Small Business Guide to Corporate Account Takeover
by the American Bankers Association
 
Corporate account takeover is a type of fraud where thieves gain access to a business’ finances to make unauthorized transactions, including transferring funds from the company, creating and adding new fake employees to payroll, and stealing sensitive customer information that may not be recoverable.
 
What is Corporate Account Takeover?
Corporate account takeover is a growing threat for small businesses. In 2011, 72% of data breach cases affected businesses with 100 employees or less. It is important that businesses understand and prepare for this risk.
 
Cyber thieves target employees through phishing, phone calls, and even social networks. It is common for thieves to send emails posing as a bank, delivery company, court or the Better Business Bureau. Once the email is opened, malware is loaded on the computer which then records login credentials and passcodes and reports them back to the criminals.
 
Employee Education in Essential, but is Missing the Mark
You and your employees are the first line of defense against corporate account takeover. A strong security program paired with employee education about the warning signs, safe practices, and responses to a suspected takeover are essential to protection your company and customers.

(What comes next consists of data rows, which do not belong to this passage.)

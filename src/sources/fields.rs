//! Cell normalization
//!
//! Turns raw table cells (markdown links, emphasis, inline HTML) into the
//! plain text and link values stored on a job. Both operations are total:
//! they never fail and fall back to the trimmed input or an empty string.

use regex::Regex;
use std::sync::OnceLock;

/// Which link syntax a parser expects to find in its cells.
#[derive(Debug, Clone, Copy, PartialEq, Eq)]
pub enum LinkSyntax {
    /// `[text](url)`
    Markdown,
    /// `<a href="url">`
    Html,
}

fn markdown_link_pattern() -> &'static Regex {
    static PATTERN: OnceLock<Regex> = OnceLock::new();
    PATTERN.get_or_init(|| {
        Regex::new(r"\[([^\]]*)\]\(\s*([^)\s]*)[^)]*\)").expect("valid markdown link pattern")
    })
}

fn href_pattern() -> &'static Regex {
    static PATTERN: OnceLock<Regex> = OnceLock::new();
    PATTERN.get_or_init(|| {
        Regex::new(r#"(?i)href\s*=\s*["']([^"']+)["']"#).expect("valid href pattern")
    })
}

fn tag_pattern() -> &'static Regex {
    static PATTERN: OnceLock<Regex> = OnceLock::new();
    PATTERN.get_or_init(|| Regex::new(r"(?s)<[^>]+>").expect("valid tag pattern"))
}

fn line_break_pattern() -> &'static Regex {
    static PATTERN: OnceLock<Regex> = OnceLock::new();
    PATTERN.get_or_init(|| Regex::new(r"(?i)</?br\s*/?>").expect("valid <br> pattern"))
}

fn whitespace_pattern() -> &'static Regex {
    static PATTERN: OnceLock<Regex> = OnceLock::new();
    PATTERN.get_or_init(|| Regex::new(r"\s+").expect("valid whitespace pattern"))
}

/// Plain text of a cell.
///
/// `**[Acme](https://acme.example)**` → `Acme`,
/// `<strong><a href="...">Acme</a></strong>` → `Acme`,
/// `**Remote**` → `Remote`.
pub fn extract_text(cell: &str) -> String {
    if let Some(captures) = markdown_link_pattern().captures(cell) {
        let text = captures.get(1).map(|m| m.as_str()).unwrap_or_default();
        return strip_emphasis(text);
    }

    if tag_pattern().is_match(cell) {
        return strip_tags(cell);
    }

    let stripped = strip_emphasis(cell);
    if stripped.is_empty() {
        cell.trim().to_string()
    } else {
        stripped
    }
}

/// First link target in a cell, markdown syntax first.
///
/// Returns an empty string when the cell carries no link; callers treat that
/// as "no link", not as an error.
pub fn extract_url(cell: &str) -> String {
    extract_url_with(cell, LinkSyntax::Markdown)
}

/// First link target in a cell, trying `preferred` syntax before the other.
pub fn extract_url_with(cell: &str, preferred: LinkSyntax) -> String {
    let (first, second): (fn(&str) -> Option<String>, fn(&str) -> Option<String>) =
        match preferred {
            LinkSyntax::Markdown => (markdown_url, href_url),
            LinkSyntax::Html => (href_url, markdown_url),
        };

    first(cell).or_else(|| second(cell)).unwrap_or_default()
}

fn markdown_url(cell: &str) -> Option<String> {
    markdown_link_pattern()
        .captures_iter(cell)
        .filter_map(|captures| captures.get(2))
        .map(|m| m.as_str().trim())
        .find(|url| !url.is_empty())
        .map(str::to_string)
}

fn href_url(cell: &str) -> Option<String> {
    href_pattern()
        .captures(cell)
        .and_then(|captures| captures.get(1))
        .map(|m| decode_entities(m.as_str().trim()))
        .filter(|url| !url.is_empty())
}

fn strip_emphasis(text: &str) -> String {
    text.trim()
        .trim_matches(|c: char| c == '*' || c == '[' || c == ']' || c.is_whitespace())
        .to_string()
}

fn strip_tags(cell: &str) -> String {
    let with_breaks = line_break_pattern().replace_all(cell, ", ");
    let without_tags = tag_pattern().replace_all(&with_breaks, "");
    let decoded = decode_entities(&without_tags);
    let collapsed = whitespace_pattern().replace_all(&decoded, " ");
    collapsed
        .trim()
        .trim_matches(|c: char| c == ',' || c.is_whitespace())
        .to_string()
}

fn decode_entities(text: &str) -> String {
    text.replace("&nbsp;", " ")
        .replace("&lt;", "<")
        .replace("&gt;", ">")
        .replace("&quot;", "\"")
        .replace("&#39;", "'")
        .replace("&amp;", "&")
}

92% of respondents to a recent survey indicated employee education of small business employees was effective in reducing the threat of account takeover. However, nearly 80% of respondents to a small business survey said they had no formal internet security policy, with almost half indicating they provide no internet safety training to employees.
 
How do I protect myself and my small business?

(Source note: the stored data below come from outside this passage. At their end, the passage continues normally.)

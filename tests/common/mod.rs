#![allow(dead_code)]

use async_trait::async_trait;
use axum::Router;
use std::sync::{Arc, Mutex};

use thetabot::announcer::{ChatMessage, ChatSink};
use thetabot::config::AnnouncerConfig;
use thetabot::errors::ChatResult;
use thetabot::models::Job;

/// Serve `app` on an ephemeral local port and return its base URL.
pub async fn spawn_server(app: Router) -> String {
    let listener = tokio::net::TcpListener::bind("127.0.0.1:0").await.unwrap();
    let addr = listener.local_addr().unwrap();
    tokio::spawn(async move {
        axum::serve(listener, app).await.unwrap();
    });
    format!("http://{}", addr)
}

/// Announcer settings without pacing, for fast tests.
pub fn unpaced(batch_size: i64) -> AnnouncerConfig {
    AnnouncerConfig {
        batch_size,
        pacing_ms: 0,
    }
}

pub fn job(company: &str, title: &str, location: &str, date_posted: &str) -> Job {
    Job::new(
        company,
        title,
        location,
        format!("https://{}.example/apply", company.to_lowercase()),
        date_posted,
        "jobright",
    )
}

/// Chat sink that keeps every message it receives.
#[derive(Default)]
pub struct RecordingSink {
    pub messages: Mutex<Vec<ChatMessage>>,
}

impl RecordingSink {
    pub fn new() -> Arc<Self> {
        Arc::new(Self::default())
    }

    pub fn titles(&self) -> Vec<String> {
        self.messages
            .lock()
            .unwrap()
            .iter()
            .map(|message| message.title.clone())
            .collect()
    }
}

#[async_trait]
impl ChatSink for RecordingSink {
    async fn emit(&self, message: &ChatMessage) -> ChatResult<()> {
        self.messages.lock().unwrap().push(message.clone());
        Ok(())
    }
}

The best way to protect against corporate account takeover is a strong partnership with your financial institution. Work with your bank to understand security measures needed with the business and to establish safeguards on the accounts that can help the bank identify and prevent unauthorized access to your funds.
 
As a shared responsibility between the bank and the business is the most effective way to prevent corporate account takeover.
 
Consider these tips to ensure your business is well prepared:
Protect your online environment. It is important to protect your cyber environment just as you would your cash and physical location. Do not use unprotected internet connections. Encrypt sensitive data and keep updated virus protections on your computer. Use complex passwords and change them periodically.
 
Partner with your bank to prevent unauthorized transactions. Talk to your banker about programs that safeguard you from unauthorized transactions. Positive Pay and other services that offer call backs, device authentication, multi-person approval processes and batch limits help protect you from fraud.
 
Pay attention to suspicious activity and react quickly. Look out for unexplained account or network activity, pop ups, and suspicious emails. If detected, immediately contact your financial institution stop all online activity and remove any systems that may have been compromised. Keep records of what happened.